• [Task instructions]: Which lines below contain the word "RejectAndCancel"? Copy each one.
════════════════
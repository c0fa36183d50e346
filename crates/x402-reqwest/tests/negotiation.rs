use alloy_signer_local::PrivateKeySigner;
use serde_json::{Value, json};
use std::time::Duration;
use tokio_util::sync::CancellationToken;
use wiremock::matchers::{header_exists, method, path};
use wiremock::{Mock, MockServer, Request, Respond, ResponseTemplate};
use x402_reqwest::{
    DEFAULT_REQUEST_TIMEOUT, HttpRequest, NegotiationStatus, Negotiator, ReqwestTransport,
    SigningContext,
};
use x402_types::scheme::client::X402Error;
use x402_types::scheme::selector::{PreferredNetwork, Preferences};
use x402_types::util::{Base64Bytes, RetryPolicy};

const BASE_SEPOLIA_USDC: &str = "0x036CbD53842c5426634e7929541eC2318f3dCF7e";
const BASE_USDC: &str = "0x833589fCD6eDb6E08f4c7C32D4f71b54bdA02913";
const PAY_TO: &str = "0x209693Bc6afc0C5328bA36FaF03C514EF312287C";

fn evm_entry(network: &str, asset: &str) -> Value {
    json!({
        "scheme": "exact",
        "network": network,
        "asset": asset,
        "payTo": PAY_TO,
        "amount": "10000",
        "maxTimeoutSeconds": 60,
        "extra": {"name": "USDC", "version": "2"}
    })
}

fn solana_entry() -> Value {
    json!({
        "scheme": "exact",
        "network": "solana:5eykt4UsFv8P8NJdTREpY1vzqKqZKvdp",
        "asset": "EPjFWdd5AufqSSqeM2qN1xzybapC8G4wEGGkZwyTDt1v",
        "payTo": "9xQeWvG816bUx9EPjHmaT23yvVM2ZWbrrpZb9PusVFin",
        "amount": "10000",
        "extra": {"feePayer": "2wKupLR9q6wXYppw8Gr2NvWxKBUqm4PPJKkQfoxHDBg4"}
    })
}

fn payment_required(accepts: Vec<Value>) -> Value {
    json!({"x402Version": 2, "error": "payment required", "accepts": accepts})
}

fn negotiator(context: SigningContext) -> Negotiator {
    let transport = ReqwestTransport::new(DEFAULT_REQUEST_TIMEOUT).unwrap();
    Negotiator::new(transport, context).with_retry_policy(RetryPolicy {
        max_attempts: 3,
        base_delay: Duration::ZERO,
        factor: 2,
    })
}

fn evm_buyer() -> SigningContext {
    SigningContext::new().with_evm_signer(PrivateKeySigner::random())
}

fn request(server: &MockServer) -> HttpRequest {
    HttpRequest::get(format!("{}/paid", server.uri()).parse().unwrap())
}

async fn mount_unpaid_402(server: &MockServer, body: Value) {
    Mock::given(method("GET"))
        .and(path("/paid"))
        .respond_with(ResponseTemplate::new(402).set_body_json(body))
        .mount(server)
        .await;
}

#[tokio::test]
async fn test_free_resource_passes_through() {
    let server = MockServer::start().await;
    Mock::given(method("GET"))
        .and(path("/paid"))
        .respond_with(ResponseTemplate::new(200).set_body_string("hello"))
        .expect(1)
        .mount(&server)
        .await;

    let outcome = negotiator(evm_buyer()).negotiate(request(&server)).await.unwrap();

    assert_eq!(outcome.status, NegotiationStatus::Free);
    assert!(outcome.payload.is_none());
    assert!(outcome.attempts_tried.is_empty());
    assert_eq!(outcome.response.unwrap().body, b"hello");
}

#[tokio::test]
async fn test_single_evm_candidate_settles() {
    let server = MockServer::start().await;
    let entry = evm_entry("eip155:84532", BASE_SEPOLIA_USDC);
    let settlement = json!({"success": true, "transaction": "0xdeadbeef", "network": "eip155:84532"});
    Mock::given(method("GET"))
        .and(path("/paid"))
        .and(header_exists("Payment-Signature"))
        .respond_with(
            ResponseTemplate::new(200)
                .set_body_json(json!({"data": "premium"}))
                .insert_header(
                    "Payment-Response",
                    Base64Bytes::encode_json(&settlement).unwrap().to_string(),
                ),
        )
        .with_priority(1)
        .expect(1)
        .mount(&server)
        .await;
    mount_unpaid_402(&server, payment_required(vec![entry.clone()])).await;

    let signer = PrivateKeySigner::random();
    let buyer = signer.address();
    let outcome = negotiator(SigningContext::new().with_evm_signer(signer))
        .negotiate(request(&server))
        .await
        .unwrap();

    assert_eq!(outcome.status, NegotiationStatus::Settled);
    assert!(outcome.settled());
    assert_eq!(outcome.attempts_tried.len(), 1);
    assert_eq!(outcome.settled_requirement.as_ref(), Some(&outcome.attempts_tried[0]));
    assert!(outcome.last_error.is_none());
    assert_eq!(
        outcome.settlement.as_ref().and_then(|s| s.transaction.as_deref()),
        Some("0xdeadbeef")
    );
    assert_eq!(outcome.price_usd.map(|p| p.to_string()), Some("0.01".to_string()));

    let payload = outcome.payload.unwrap();
    assert_eq!(payload.header_name, "Payment-Signature");
    assert_eq!(payload.payer, buyer.to_checksum(None));

    let requests = server.received_requests().await.unwrap();
    let paid = requests
        .iter()
        .find(|r| r.headers.contains_key("payment-signature"))
        .unwrap();
    let header = paid.headers.get("payment-signature").unwrap().to_str().unwrap();
    let envelope: Value = Base64Bytes::from(header).decode_json().unwrap();
    assert_eq!(envelope["x402Version"], 2);
    assert_eq!(envelope["accepted"], entry);
    assert_eq!(envelope["resource"]["url"], format!("{}/paid", server.uri()));
    assert_eq!(envelope["payload"]["authorization"]["to"], PAY_TO);
    assert_eq!(envelope["payload"]["authorization"]["value"], "10000");
}

#[tokio::test]
async fn test_unpayable_candidate_falls_back_to_next() {
    let server = MockServer::start().await;
    Mock::given(method("GET"))
        .and(path("/paid"))
        .and(header_exists("Payment-Signature"))
        .respond_with(ResponseTemplate::new(200).set_body_string("ok"))
        .with_priority(1)
        .expect(1)
        .mount(&server)
        .await;
    mount_unpaid_402(
        &server,
        payment_required(vec![solana_entry(), evm_entry("eip155:8453", BASE_USDC)]),
    )
    .await;

    let outcome = negotiator(evm_buyer()).negotiate(request(&server)).await.unwrap();

    assert_eq!(outcome.status, NegotiationStatus::Settled);
    assert_eq!(outcome.attempts_tried.len(), 2);
    assert_eq!(outcome.attempts_tried[0].network, "solana:5eykt4UsFv8P8NJdTREpY1vzqKqZKvdp");
    assert_eq!(outcome.settled_requirement.unwrap().network, "eip155:8453");
    assert_eq!(outcome.last_error.map(|e| e.code()), Some("UnsupportedNetwork"));
}

#[tokio::test]
async fn test_all_candidates_rejected_exhausts() {
    let server = MockServer::start().await;
    Mock::given(method("GET"))
        .and(path("/paid"))
        .and(header_exists("Payment-Signature"))
        .respond_with(ResponseTemplate::new(402).set_body_json(json!({"error": "insufficient_funds"})))
        .with_priority(1)
        .expect(2)
        .mount(&server)
        .await;
    mount_unpaid_402(
        &server,
        payment_required(vec![
            evm_entry("eip155:84532", BASE_SEPOLIA_USDC),
            evm_entry("eip155:8453", BASE_USDC),
        ]),
    )
    .await;

    let outcome = negotiator(evm_buyer()).negotiate(request(&server)).await.unwrap();

    assert_eq!(outcome.status, NegotiationStatus::Exhausted);
    assert_eq!(outcome.attempts_tried.len(), 2);
    assert!(outcome.payload.is_none());
    let last_error = outcome.last_error.unwrap();
    assert_eq!(last_error.code(), "SettlementRejected");
    assert!(matches!(last_error, X402Error::SettlementRejected { status: 402, .. }));
}

#[tokio::test]
async fn test_first_failure_is_terminal_without_fallback() {
    let server = MockServer::start().await;
    Mock::given(method("GET"))
        .and(path("/paid"))
        .and(header_exists("Payment-Signature"))
        .respond_with(ResponseTemplate::new(500))
        .with_priority(1)
        .expect(1)
        .mount(&server)
        .await;
    mount_unpaid_402(
        &server,
        payment_required(vec![
            evm_entry("eip155:84532", BASE_SEPOLIA_USDC),
            evm_entry("eip155:8453", BASE_USDC),
        ]),
    )
    .await;

    let outcome = negotiator(evm_buyer())
        .with_selector(Preferences::default().with_fallback(false))
        .negotiate(request(&server))
        .await
        .unwrap();

    assert_eq!(outcome.status, NegotiationStatus::Exhausted);
    assert_eq!(outcome.attempts_tried.len(), 1);
    assert_eq!(outcome.last_error.map(|e| e.code()), Some("SettlementRejected"));
}

#[tokio::test]
async fn test_v1_server_gets_x_payment_header() {
    let server = MockServer::start().await;
    Mock::given(method("GET"))
        .and(path("/paid"))
        .and(header_exists("X-PAYMENT"))
        .respond_with(ResponseTemplate::new(200))
        .with_priority(1)
        .expect(1)
        .mount(&server)
        .await;
    mount_unpaid_402(
        &server,
        json!({
            "x402Version": 1,
            "accepts": [{
                "scheme": "exact",
                "network": "base-sepolia",
                "asset": BASE_SEPOLIA_USDC,
                "payTo": PAY_TO,
                "maxAmountRequired": "10000",
                "resource": "https://api.example.com/paid"
            }]
        }),
    )
    .await;

    let outcome = negotiator(evm_buyer()).negotiate(request(&server)).await.unwrap();

    assert_eq!(outcome.status, NegotiationStatus::Settled);
    let payload = outcome.payload.unwrap();
    assert_eq!(payload.header_name, "X-PAYMENT");
    assert_eq!(payload.payload["x402Version"], 1);
    assert_eq!(payload.payload["network"], "base-sepolia");
}

#[tokio::test]
async fn test_payment_required_header_wins_over_body() {
    let server = MockServer::start().await;
    let header_doc = payment_required(vec![evm_entry("eip155:84532", BASE_SEPOLIA_USDC)]);
    Mock::given(method("GET"))
        .and(path("/paid"))
        .and(header_exists("Payment-Signature"))
        .respond_with(ResponseTemplate::new(200))
        .with_priority(1)
        .mount(&server)
        .await;
    Mock::given(method("GET"))
        .and(path("/paid"))
        .respond_with(
            ResponseTemplate::new(402)
                .insert_header(
                    "Payment-Required",
                    Base64Bytes::encode_json(&header_doc).unwrap().to_string(),
                )
                .set_body_string("{}"),
        )
        .mount(&server)
        .await;

    let outcome = negotiator(evm_buyer()).negotiate(request(&server)).await.unwrap();

    assert_eq!(outcome.status, NegotiationStatus::Settled);
    assert_eq!(outcome.settled_requirement.unwrap().network, "eip155:84532");
}

#[tokio::test]
async fn test_rate_limited_first_request_is_retried() {
    let server = MockServer::start().await;
    Mock::given(method("GET"))
        .and(path("/paid"))
        .respond_with(ResponseTemplate::new(429))
        .up_to_n_times(2)
        .with_priority(1)
        .expect(2)
        .mount(&server)
        .await;
    Mock::given(method("GET"))
        .and(path("/paid"))
        .respond_with(ResponseTemplate::new(200))
        .expect(1)
        .mount(&server)
        .await;

    let outcome = negotiator(evm_buyer()).negotiate(request(&server)).await.unwrap();
    assert_eq!(outcome.status, NegotiationStatus::Free);
}

#[tokio::test]
async fn test_unexpected_status_is_surfaced() {
    let server = MockServer::start().await;
    Mock::given(method("GET"))
        .and(path("/paid"))
        .respond_with(ResponseTemplate::new(404).set_body_string("not found"))
        .mount(&server)
        .await;

    let error = negotiator(evm_buyer()).negotiate(request(&server)).await.unwrap_err();
    assert_eq!(
        error,
        X402Error::UnexpectedStatus {
            status: 404,
            body: "not found".to_string()
        }
    );
}

#[tokio::test]
async fn test_malformed_402_is_surfaced() {
    let server = MockServer::start().await;
    mount_unpaid_402(&server, json!({"accepts": []})).await;

    let error = negotiator(evm_buyer()).negotiate(request(&server)).await.unwrap_err();
    assert_eq!(error.code(), "MalformedRequirements");
}

#[tokio::test]
async fn test_no_compatible_method_without_fallback() {
    let server = MockServer::start().await;
    mount_unpaid_402(
        &server,
        payment_required(vec![evm_entry("eip155:8453", BASE_USDC)]),
    )
    .await;

    let error = negotiator(evm_buyer())
        .with_selector(
            Preferences::default()
                .with_network(PreferredNetwork::Solana)
                .with_fallback(false),
        )
        .negotiate(request(&server))
        .await
        .unwrap_err();
    assert_eq!(error, X402Error::NoCompatibleMethod);
}

#[tokio::test]
async fn test_no_signer_is_a_precondition_failure() {
    let server = MockServer::start().await;
    Mock::given(method("GET"))
        .respond_with(ResponseTemplate::new(200))
        .expect(0)
        .mount(&server)
        .await;

    let error = negotiator(SigningContext::new())
        .negotiate(request(&server))
        .await
        .unwrap_err();
    assert_eq!(error, X402Error::NoSignerConfigured);
}

#[tokio::test]
async fn test_cancelled_negotiation_sends_nothing() {
    let server = MockServer::start().await;
    Mock::given(method("GET"))
        .respond_with(ResponseTemplate::new(402))
        .expect(0)
        .mount(&server)
        .await;

    let token = CancellationToken::new();
    token.cancel();
    let outcome = negotiator(evm_buyer())
        .with_cancellation_token(token)
        .negotiate(request(&server))
        .await
        .unwrap();

    assert_eq!(outcome.status, NegotiationStatus::Cancelled);
    assert!(outcome.attempts_tried.is_empty());
    assert_eq!(outcome.last_error, Some(X402Error::Cancelled));
}

/// Rejects the payment and cancels the buyer's token, as a shutdown signal
/// arriving while the first paid request is in flight would.
struct RejectAndCancel(CancellationToken);

impl Respond for RejectAndCancel {
    fn respond(&self, _request: &Request) -> ResponseTemplate {
        self.0.cancel();
        ResponseTemplate::new(402).set_body_json(json!({"error": "insufficient_funds"}))
    }
}

#[tokio::test]
async fn test_cancellation_between_candidates_stops_the_loop() {
    let server = MockServer::start().await;
    let token = CancellationToken::new();
    Mock::given(method("GET"))
        .and(path("/paid"))
        .and(header_exists("Payment-Signature"))
        .respond_with(RejectAndCancel(token.clone()))
        .with_priority(1)
        .expect(1)
        .mount(&server)
        .await;
    mount_unpaid_402(
        &server,
        payment_required(vec![
            evm_entry("eip155:84532", BASE_SEPOLIA_USDC),
            evm_entry("eip155:8453", BASE_USDC),
        ]),
    )
    .await;

    let outcome = negotiator(evm_buyer())
        .with_cancellation_token(token)
        .negotiate(request(&server))
        .await
        .unwrap();

    assert_eq!(outcome.status, NegotiationStatus::Cancelled);
    assert_eq!(outcome.attempts_tried.len(), 1);
    assert!(outcome.payload.is_none());
    assert_eq!(outcome.last_error.map(|e| e.code()), Some("SettlementRejected"));

    let requests = server.received_requests().await.unwrap();
    let paid = requests
        .iter()
        .filter(|r| r.headers.contains_key("payment-signature"))
        .count();
    assert_eq!(paid, 1);
}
════════════════
• [Completed task]:
struct RejectAndCancel(CancellationToken);
impl Respond for RejectAndCancel {
        .respond_with(RejectAndCancel(token.clone()))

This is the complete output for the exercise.